私がピンとハンターをそっくりだと感じるのは、パソコンに向かって原稿を書いているときです。私の足元に寄って来ては「抱っこ、抱っこ」とせがみ、我慢できずに、膝の上へポ~ンとのってくるハンター。その後も、いつまででも私の膝の上にいるところも似ています。

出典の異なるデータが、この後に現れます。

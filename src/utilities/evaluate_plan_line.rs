use serde::{Deserialize, Serialize};

use crate::utilities::errors::OptimizerError;
use crate::utilities::structs::{PlanPoint, SamplePoint, positions, values};
use crate::utilities::utilities::first_non_finite;

#[derive(Clone, Debug, Default, Serialize, Deserialize)]
#[serde(rename_all = "camelCase")]
pub struct OptimizerOptions {
    pub max_upward: Option<f64>,
    pub max_downward: Option<f64>,
    pub target_upward_ratio: Option<f64>,
    pub iteration_limit: Option<usize>,
    pub convergence_threshold: Option<f64>,
    pub lift_to_target: Option<bool>,
    pub time_limit_ms: Option<u64>,
}

impl OptimizerOptions {
    pub fn from_json(s: &str) -> Result<Self, OptimizerError> {
        if s.trim().is_empty() {
            return Ok(Self::default());
        }
        Ok(serde_json::from_str(s)?)
    }

    pub fn resolve(&self) -> Result<OptimizerParameters, OptimizerError> {
        let p = OptimizerParameters {
            max_upward: self.max_upward.unwrap_or(50.0),
            max_downward: self.max_downward.unwrap_or(10.0),
            target_upward_ratio: self.target_upward_ratio.unwrap_or(0.7),
            iteration_limit: self.iteration_limit.unwrap_or(100),
            convergence_threshold: self.convergence_threshold.unwrap_or(0.01),
            lift_to_target: self.lift_to_target.unwrap_or(true),
            time_limit_ms: self.time_limit_ms,
        };
        non_negative("maxUpward", p.max_upward)?;
        non_negative("maxDownward", p.max_downward)?;
        non_negative("convergenceThreshold", p.convergence_threshold)?;
        let t = p.target_upward_ratio;
        if !(t.is_finite() && t > 0.0 && t <= 1.0) {
            return Err(OptimizerError::InvalidParameter {
                name: "targetUpwardRatio",
                value: t,
            });
        }
        Ok(p)
    }
}

fn non_negative(name: &'static str, value: f64) -> Result<(), OptimizerError> {
    if value.is_finite() && value >= 0.0 {
        Ok(())
    } else {
        Err(OptimizerError::InvalidParameter { name, value })
    }
}

/// Limits are in mm; `max_downward` is a magnitude.
///
/// `lift_to_target` (on by default) raises each candidate uniformly after
/// smoothing so that `ceil(target·n)` positions lift. On most inputs this
/// reaches the target in one iteration. Pass `liftToTarget: false` to run
/// the plain per-position hill-climb.
#[derive(Clone, Copy, Debug, PartialEq, Serialize, Deserialize)]
#[serde(rename_all = "camelCase")]
pub struct OptimizerParameters {
    pub max_upward: f64,
    pub max_downward: f64,
    pub target_upward_ratio: f64,
    pub iteration_limit: usize,
    pub convergence_threshold: f64,
    pub lift_to_target: bool,
    pub time_limit_ms: Option<u64>,
}

#[derive(Clone, Copy, Debug, Default, PartialEq, Serialize, Deserialize)]
#[serde(rename_all = "camelCase")]
pub struct PlanLineStats {
    pub total_points: usize,
    pub upward_points: usize,
    pub downward_points: usize,
    pub zero_points: usize,
    pub upward_ratio: f64,
    pub max_upward: f64,
    pub max_downward: f64,
    pub total_upward: f64,
    pub total_downward: f64,
    pub score: f64,
}

/// Rejects NaN or infinite samples in either series before they reach the
/// moving average.
pub fn validate_plan_inputs(
    restored: &[SamplePoint],
    plan: &[PlanPoint],
) -> Result<(), OptimizerError> {
    let checks = [
        ("restored value", values(restored)),
        ("plan position", positions(plan)),
        ("plan value", values(plan)),
    ];
    for (field, series) in checks {
        if let Some(index) = first_non_finite(&series) {
            return Err(OptimizerError::InvalidNumericValue { field, index });
        }
    }
    Ok(())
}

/// Restored value under plan point `i`. A missing restored sample falls back to
/// the plan value itself, so its movement is zero.
#[inline]
pub fn reference_value(restored: &[SamplePoint], plan: &[PlanPoint], i: usize) -> f64 {
    restored.get(i).map_or(plan[i].value, |r| r.value)
}

#[inline]
pub fn movement_at(restored: &[SamplePoint], plan: &[PlanPoint], i: usize) -> f64 {
    plan[i].value - reference_value(restored, plan, i)
}

pub fn movements(restored: &[SamplePoint], plan: &[PlanPoint]) -> Vec<f64> {
    (0..plan.len()).map(|i| movement_at(restored, plan, i)).collect()
}

pub fn evaluate_plan_line(
    restored: &[SamplePoint],
    plan: &[PlanPoint],
    params: &OptimizerParameters,
) -> PlanLineStats {
    let mut s = PlanLineStats {
        total_points: plan.len(),
        ..Default::default()
    };
    for m in movements(restored, plan) {
        if m > 0.0 {
            s.upward_points += 1;
            s.total_upward += m;
            s.max_upward = s.max_upward.max(m);
        } else if m < 0.0 {
            s.downward_points += 1;
            s.total_downward += -m;
            s.max_downward = s.max_downward.max(-m);
        } else {
            s.zero_points += 1;
        }
    }
    s.upward_ratio = if s.total_points > 0 {
        s.upward_points as f64 / s.total_points as f64
    } else {
        0.0
    };
    s.score = 100.0 * s.upward_ratio
        - 2.0 * (s.max_downward - params.max_downward).max(0.0)
        - (s.max_upward - params.max_upward).max(0.0)
        + 0.01 * (s.total_upward - s.total_downward);
    s
}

抱っこされるのも大好きで、特に好きなのは、私に抱っこされてバルコニーから外の匂いを嗅ぐことです。そのときの抱き具合とか、鼻をクンクンさせる様子なども、ハンターはピンにそっくりです。
犬たちの余命を考えてしまう8月
最近とても心配なことがあります。それは、この1年ほど、夫がハンターを溺愛しすぎていることです。私にとって、大嫌いな8月が訪れ、今月はココの16回目の誕生日(くしくもピンの命日と1日違い)もやってくることから、どうしてもワンコたちの余命を考えてしまいます。もしも、ハンターに何かがあって、虹の橋を渡って行ってしまうようなことになったら夫は大丈夫だろうか……と。
ピンがみんなのことを守ってくれているはず
そして、ピンのことをよく知るココには、いよいよ“その日”が迫っているようにも感じます。実は先日、少し元気がないような気がしてココを病院に連れて行きました。レントゲンを撮っていただいたら、肺のあたりに薄い影と、黒い点が見えました。10日ほど様子を見て、再びレントゲンを撮っていただいたところ、影は薄くなり、黒い点は小さくなっていたのですが、先生からさらなる検査をするか否かの確認がありました。高齢ゆえ全身麻酔をかけるにはリスクがあります。そして脳裏をよぎるのは、やはりピンの闘病のことで……。
私は先生に「もしも、ココに何かがあったとしても、延命治療を選ばないと思います」と告げました。「理由は……」と続けようとしたら涙が出て来てしまい、言葉にもつまってしまったのですが、以前、ピンの最期について伝えていた先生は、「わかりました」と言ってくださいました。ピンとは異母姉妹のココ。そして前回、書いたように、ピンとココを私に会わせてくれた沖縄のブリーダーさん『ハウスドッグ』の島袋和則さんもココを見守り、セカンドオピニオンとしてアドバイスをくださっています。
そして何より、ハンターの姿を借りて、ピンがみんなのことを守ってくれている……。そう信じて、8月を乗り切りたいと思います。